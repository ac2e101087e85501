use super::{html, table};
use crate::config::Config;
use actix_web::{get, web, HttpResponse};

#[derive(Debug, Deserialize, Default)]
struct DashboardQuery {
    rows: Option<usize>,
    #[serde(default)]
    edit: bool,
    seed: Option<u64>,
}

impl DashboardQuery {
    fn resolve(&self, config: &Config) -> (usize, u64) {
        let rows = self
            .rows
            .unwrap_or(config.dashboard.default_rows)
            .max(1)
            .min(table::MAX_ROWS);
        let seed = self.seed.unwrap_or(config.dashboard.seed);
        (rows, seed)
    }
}

#[get("/dashboard")]
async fn dashboard(
    config: web::Data<Config>,
    query: web::Query<DashboardQuery>,
) -> HttpResponse {
    let query = query.into_inner();
    let (rows, seed) = query.resolve(config.get_ref());

    let data = table::generate(rows, seed);
    let table_html = html::render_table(&data, query.edit);
    let page = render_page(rows, query.edit, seed, &table_html);

    HttpResponse::Ok()
        .content_type("text/html; charset=utf-8")
        .body(page)
}

#[get("/dashboard/data.json")]
async fn dashboard_data(
    config: web::Data<Config>,
    query: web::Query<DashboardQuery>,
) -> HttpResponse {
    let (rows, seed) = query.resolve(config.get_ref());
    HttpResponse::Ok().json(table::generate(rows, seed))
}

fn render_page(rows: usize, edit: bool, seed: u64, table_html: &str) -> String {
    let edit_checked = if edit { " checked" } else { "" };
    format!(
        r#"<!DOCTYPE html>
<html>
<head><meta charset="utf-8"><title>Dashboard</title></head>
<body>
<p>Got lots of data? Great! This view can show thousands of rows, images,
progress values &ndash; and even supports editing! &#9997;&#65039;</p>
<form method="get" action="/dashboard">
  <label>Number of rows
    <input type="range" name="rows" min="1" max="{max}" value="{rows}"
           oninput="this.nextElementSibling.value = this.value"
           onchange="this.form.submit()">
    <output>{rows}</output>
  </label>
  <label>Enable editing
    <input type="checkbox" name="edit" value="true"{edit_checked}
           onchange="this.form.submit()">
  </label>
  <input type="hidden" name="seed" value="{seed}">
</form>
{table}
</body>
</html>
"#,
        max = table::MAX_ROWS,
        rows = rows,
        edit_checked = edit_checked,
        seed = seed,
        table = table_html,
    )
}

pub fn init(cfg: &mut web::ServiceConfig) {
    cfg.service(dashboard);
    cfg.service(dashboard_data);
}

#[cfg(test)]
mod tests {
    use super::*;

    #[test]
    fn row_count_is_clamped_to_the_slider_range() {
        let config = Config::default();
        let query = DashboardQuery {
            rows: Some(0),
            ..Default::default()
        };
        assert_eq!(query.resolve(&config).0, 1);

        let query = DashboardQuery {
            rows: Some(1_000_000),
            ..Default::default()
        };
        assert_eq!(query.resolve(&config).0, table::MAX_ROWS);
    }

    #[test]
    fn defaults_come_from_the_dashboard_config() {
        let config = Config::default();
        let query = DashboardQuery::default();
        assert_eq!(query.resolve(&config), (500, 42));
    }

    #[test]
    fn page_carries_slider_and_edit_toggle() {
        let page = render_page(500, false, 42, "<table></table>");
        assert!(page.contains("type=\"range\""));
        assert!(page.contains("max=\"10000\""));
        assert!(page.contains("type=\"checkbox\""));
        assert!(!page.contains("checked>"));

        let page = render_page(500, true, 42, "<table></table>");
        assert!(page.contains("checked"));
    }
}
pub mod vits;

/// A synthesizer backend. Implementations own whatever model state they
/// need and turn text into mono f32 samples at `sample_rate()` Hz.
pub trait TtsEngine
where
    Self: Sized,
{
    type Config;
    type Error;

    fn from_config(config: Self::Config) -> Result<Self, Self::Error>;
    fn synthesize(&mut self, text: &str) -> Result<Vec<f32>, Self::Error>;
    fn sample_rate(&self) -> u32;
}
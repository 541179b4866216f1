//! Resolved error values and the library's own error types.

use serde::Serialize;
use std::panic::Location;
use thiserror::Error;

/// Name carried by every error that no resolver recognized.
pub const UNKNOWN_ERROR_NAME: &str = "UnknownProgramError";

/// Message carried by an unknown error synthesized for a code.
pub const UNKNOWN_ERROR_MESSAGE: &str = "this resolver does not recognize this error";

/// Message carried by the error raised when no logs were available.
pub const NO_LOGS_MESSAGE: &str = "Error created without logs and thus without error code";

/// Sentinel code used when no code could be determined at all.
pub const NO_CODE: i64 = -1;

/// Whether a resolution came from a known source or from the fallback.
#[derive(Debug, Clone, Copy, PartialEq, Eq, Hash, Serialize)]
#[serde(rename_all = "lowercase")]
pub enum ResolutionKind {
    /// A registry or the custom resolver recognized the code.
    Recognized,
    /// Nothing recognized the code.
    Unknown,
}

/// A typed error produced from a program error code.
///
/// `name` is `"<Family>#<ErrorName>"` for registry hits and
/// [`UNKNOWN_ERROR_NAME`] for the fallback. A fresh value is built on every
/// resolution.
///
/// Equality ignores the recorded call site.
#[derive(Debug, Clone, Serialize, Error)]
#[error("{name}: {message}")]
pub struct ResolvedError {
    kind: ResolutionKind,
    code: i64,
    name: String,
    message: String,
    #[serde(skip)]
    call_site: Option<&'static Location<'static>>,
}

impl ResolvedError {
    /// Build a recognized error for `family`, e.g. `AnchorError#ConstraintMut`.
    pub fn recognized(family: &str, code: i64, name: &str, message: impl Into<String>) -> Self {
        Self {
            kind: ResolutionKind::Recognized,
            code,
            name: format!("{family}#{name}"),
            message: message.into(),
            call_site: None,
        }
    }

    /// Build a recognized error with a caller-chosen full name.
    ///
    /// Intended for custom resolvers whose names do not follow the family
    /// format.
    pub fn custom(code: i64, name: impl Into<String>, message: impl Into<String>) -> Self {
        Self {
            kind: ResolutionKind::Recognized,
            code,
            name: name.into(),
            message: message.into(),
            call_site: None,
        }
    }

    /// Build the fallback error for a code nothing recognized.
    pub fn unknown(code: i64) -> Self {
        Self::unknown_with_message(code, UNKNOWN_ERROR_MESSAGE)
    }

    /// Build the error raised when no code could be determined.
    pub fn without_logs() -> Self {
        Self::unknown_with_message(NO_CODE, NO_LOGS_MESSAGE)
    }

    fn unknown_with_message(code: i64, message: &str) -> Self {
        Self {
            kind: ResolutionKind::Unknown,
            code,
            name: UNKNOWN_ERROR_NAME.to_string(),
            message: message.to_string(),
            call_site: None,
        }
    }

    pub fn kind(&self) -> ResolutionKind {
        self.kind
    }

    pub fn code(&self) -> i64 {
        self.code
    }

    pub fn name(&self) -> &str {
        &self.name
    }

    pub fn message(&self) -> &str {
        &self.message
    }

    /// True when this is the unknown fallback rather than a recognized error.
    pub fn is_unknown(&self) -> bool {
        self.kind == ResolutionKind::Unknown
    }

    /// Family part of the name, if the name follows `"<Family>#<ErrorName>"`.
    pub fn family(&self) -> Option<&str> {
        self.name.split_once('#').map(|(family, _)| family)
    }

    /// Where the public resolution entry point was called from, if recorded.
    pub fn call_site(&self) -> Option<&'static Location<'static>> {
        self.call_site
    }

    pub(crate) fn with_call_site(mut self, site: Option<&'static Location<'static>>) -> Self {
        self.call_site = site;
        self
    }
}

impl PartialEq for ResolvedError {
    fn eq(&self, other: &Self) -> bool {
        self.kind == other.kind
            && self.code == other.code
            && self.name == other.name
            && self.message == other.message
    }
}

impl Eq for ResolvedError {}

/// Errors raised while building a registry.
#[derive(Debug, Clone, PartialEq, Eq, Error)]
pub enum RegistryError {
    /// Two entries share one code.
    #[error("Duplicate code {code} in {family} registry ({first} and {second})")]
    DuplicateCode {
        family: String,
        code: i64,
        first: String,
        second: String,
    },

    /// An entry has an empty name.
    #[error("Entry with code {code} in {family} registry has an empty name")]
    EmptyName { family: String, code: i64 },

    /// The family label is empty or contains the `#` separator.
    #[error("Invalid family label: '{0}'")]
    InvalidFamily(String),
}
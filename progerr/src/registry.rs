//! Code-to-metadata registries and the adapter that turns them into resolvers.
//!
//! A [`Registry`] is a read-only map from numeric code to [`ErrorMetadata`].
//! A [`RegistryAdapter`] pairs one registry with a family label and is the
//! only thing the resolver chain sees.

use crate::error::{RegistryError, ResolvedError};
use crate::resolver::CodeResolver;
use progerr_catalog::{ANCHOR_FAMILY, AnchorErrorCode, TOKEN_FAMILY, TokenErrorCode};
use schemars::JsonSchema;
use serde::{Deserialize, Serialize};
use std::collections::HashMap;
use std::collections::hash_map::Entry;
use std::fmt;
use std::sync::{Arc, OnceLock};

/// Metadata for one known code.
#[derive(Debug, Clone, PartialEq, Eq, Serialize, Deserialize, JsonSchema)]
pub struct ErrorMetadata {
    pub code: i64,
    pub name: String,
    pub message: String,
}

impl ErrorMetadata {
    pub fn new(code: i64, name: impl Into<String>, message: impl Into<String>) -> Self {
        Self {
            code,
            name: name.into(),
            message: message.into(),
        }
    }
}

/// Immutable mapping from code to metadata for one program family.
#[derive(Debug, Clone, Default, PartialEq, Eq)]
pub struct Registry {
    entries: HashMap<i64, ErrorMetadata>,
}

impl Registry {
    /// Build a registry, rejecting duplicate codes and empty names.
    ///
    /// `family` is only used to label errors.
    pub fn from_entries<I>(family: &str, entries: I) -> Result<Self, RegistryError>
    where
        I: IntoIterator<Item = ErrorMetadata>,
    {
        let mut map = HashMap::new();
        for meta in entries {
            if meta.name.is_empty() {
                return Err(RegistryError::EmptyName {
                    family: family.to_string(),
                    code: meta.code,
                });
            }
            match map.entry(meta.code) {
                Entry::Occupied(existing) => {
                    let existing: &ErrorMetadata = existing.get();
                    return Err(RegistryError::DuplicateCode {
                        family: family.to_string(),
                        code: meta.code,
                        first: existing.name.clone(),
                        second: meta.name,
                    });
                }
                Entry::Vacant(slot) => {
                    slot.insert(meta);
                }
            }
        }
        Ok(Self { entries: map })
    }

    /// Pure map read.
    pub fn lookup(&self, code: i64) -> Option<&ErrorMetadata> {
        self.entries.get(&code)
    }

    pub fn len(&self) -> usize {
        self.entries.len()
    }

    pub fn is_empty(&self) -> bool {
        self.entries.is_empty()
    }

    /// Entries sorted by code.
    pub fn entries(&self) -> Vec<&ErrorMetadata> {
        let mut entries: Vec<_> = self.entries.values().collect();
        entries.sort_by_key(|meta| meta.code);
        entries
    }
}

/// A registry bound to the family label used in resolved names.
#[derive(Clone)]
pub struct RegistryAdapter {
    family: String,
    registry: Arc<Registry>,
}

impl RegistryAdapter {
    /// Pair `registry` with `family`.
    ///
    /// The label must be non-empty and must not contain `#`, since resolved
    /// names are split on it.
    pub fn new(family: impl Into<String>, registry: Arc<Registry>) -> Result<Self, RegistryError> {
        let family = family.into();
        if family.is_empty() || family.contains('#') {
            return Err(RegistryError::InvalidFamily(family));
        }
        Ok(Self { family, registry })
    }

    pub fn family(&self) -> &str {
        &self.family
    }

    pub fn registry(&self) -> &Registry {
        &self.registry
    }

    pub fn lookup(&self, code: i64) -> Option<&ErrorMetadata> {
        self.registry.lookup(code)
    }

    /// Build the resolved error for a metadata row of this family.
    pub fn construct(&self, meta: &ErrorMetadata) -> ResolvedError {
        ResolvedError::recognized(&self.family, meta.code, &meta.name, meta.message.as_str())
    }
}

impl CodeResolver for RegistryAdapter {
    fn label(&self) -> &str {
        &self.family
    }

    fn resolve(&self, code: i64) -> Option<ResolvedError> {
        self.lookup(code).map(|meta| self.construct(meta))
    }
}

impl fmt::Debug for RegistryAdapter {
    fn fmt(&self, f: &mut fmt::Formatter<'_>) -> fmt::Result {
        f.debug_struct("RegistryAdapter")
            .field("family", &self.family)
            .field("entries", &self.registry.len())
            .finish()
    }
}

/// Families shipped with the crate, selectable by key in configuration.
#[derive(Debug, Clone, Copy, PartialEq, Eq, Hash, Serialize, Deserialize)]
#[serde(rename_all = "lowercase")]
pub enum BuiltinFamily {
    /// Anchor framework errors (`AnchorError`).
    Anchor,
    /// SPL Token program errors (`TokenError`).
    Token,
}

impl BuiltinFamily {
    /// Default chain order: the single-program token family comes before
    /// the framework family every Anchor program can emit.
    pub const DEFAULT_ORDER: [BuiltinFamily; 2] = [BuiltinFamily::Token, BuiltinFamily::Anchor];

    /// Configuration key.
    pub const fn key(&self) -> &'static str {
        match self {
            Self::Anchor => "anchor",
            Self::Token => "token",
        }
    }

    /// Family label used in resolved names.
    pub const fn label(&self) -> &'static str {
        match self {
            Self::Anchor => ANCHOR_FAMILY,
            Self::Token => TOKEN_FAMILY,
        }
    }

    /// Parse a configuration key (case-insensitive).
    pub fn from_key(key: &str) -> Option<Self> {
        match key.trim().to_ascii_lowercase().as_str() {
            "anchor" => Some(Self::Anchor),
            "token" => Some(Self::Token),
            _ => None,
        }
    }

    /// Shared registry for this family, built on first use.
    pub fn registry(&self) -> Arc<Registry> {
        static ANCHOR: OnceLock<Arc<Registry>> = OnceLock::new();
        static TOKEN: OnceLock<Arc<Registry>> = OnceLock::new();

        match self {
            Self::Anchor => ANCHOR
                .get_or_init(|| {
                    Arc::new(catalog_registry(AnchorErrorCode::all().iter().map(|c| {
                        ErrorMetadata::new(i64::from(c.code_number()), c.name(), c.message())
                    })))
                })
                .clone(),
            Self::Token => TOKEN
                .get_or_init(|| {
                    Arc::new(catalog_registry(TokenErrorCode::all().iter().map(|c| {
                        ErrorMetadata::new(i64::from(c.code_number()), c.name(), c.message())
                    })))
                })
                .clone(),
        }
    }

    /// Adapter over the shared registry.
    pub fn adapter(&self) -> RegistryAdapter {
        RegistryAdapter {
            family: self.label().to_string(),
            registry: self.registry(),
        }
    }
}

impl fmt::Display for BuiltinFamily {
    fn fmt(&self, f: &mut fmt::Formatter<'_>) -> fmt::Result {
        write!(f, "{}", self.key())
    }
}

/// Catalog tables have unique codes by construction (checked by the catalog's
/// own tests), so duplicates are collapsed instead of reported.
fn catalog_registry(entries: impl Iterator<Item = ErrorMetadata>) -> Registry {
    let mut map = HashMap::new();
    for meta in entries {
        map.entry(meta.code).or_insert(meta);
    }
    Registry { entries: map }
}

□ □ □ □

Task to complete:
Within the records above, the line carrying "map.entry(meta.code).or_insert(meta);" starts the range and the last line ends it. Set down that range exactly.

Solution:
        map.entry(meta.code).or_insert(meta);
    }
    Registry { entries: map }
}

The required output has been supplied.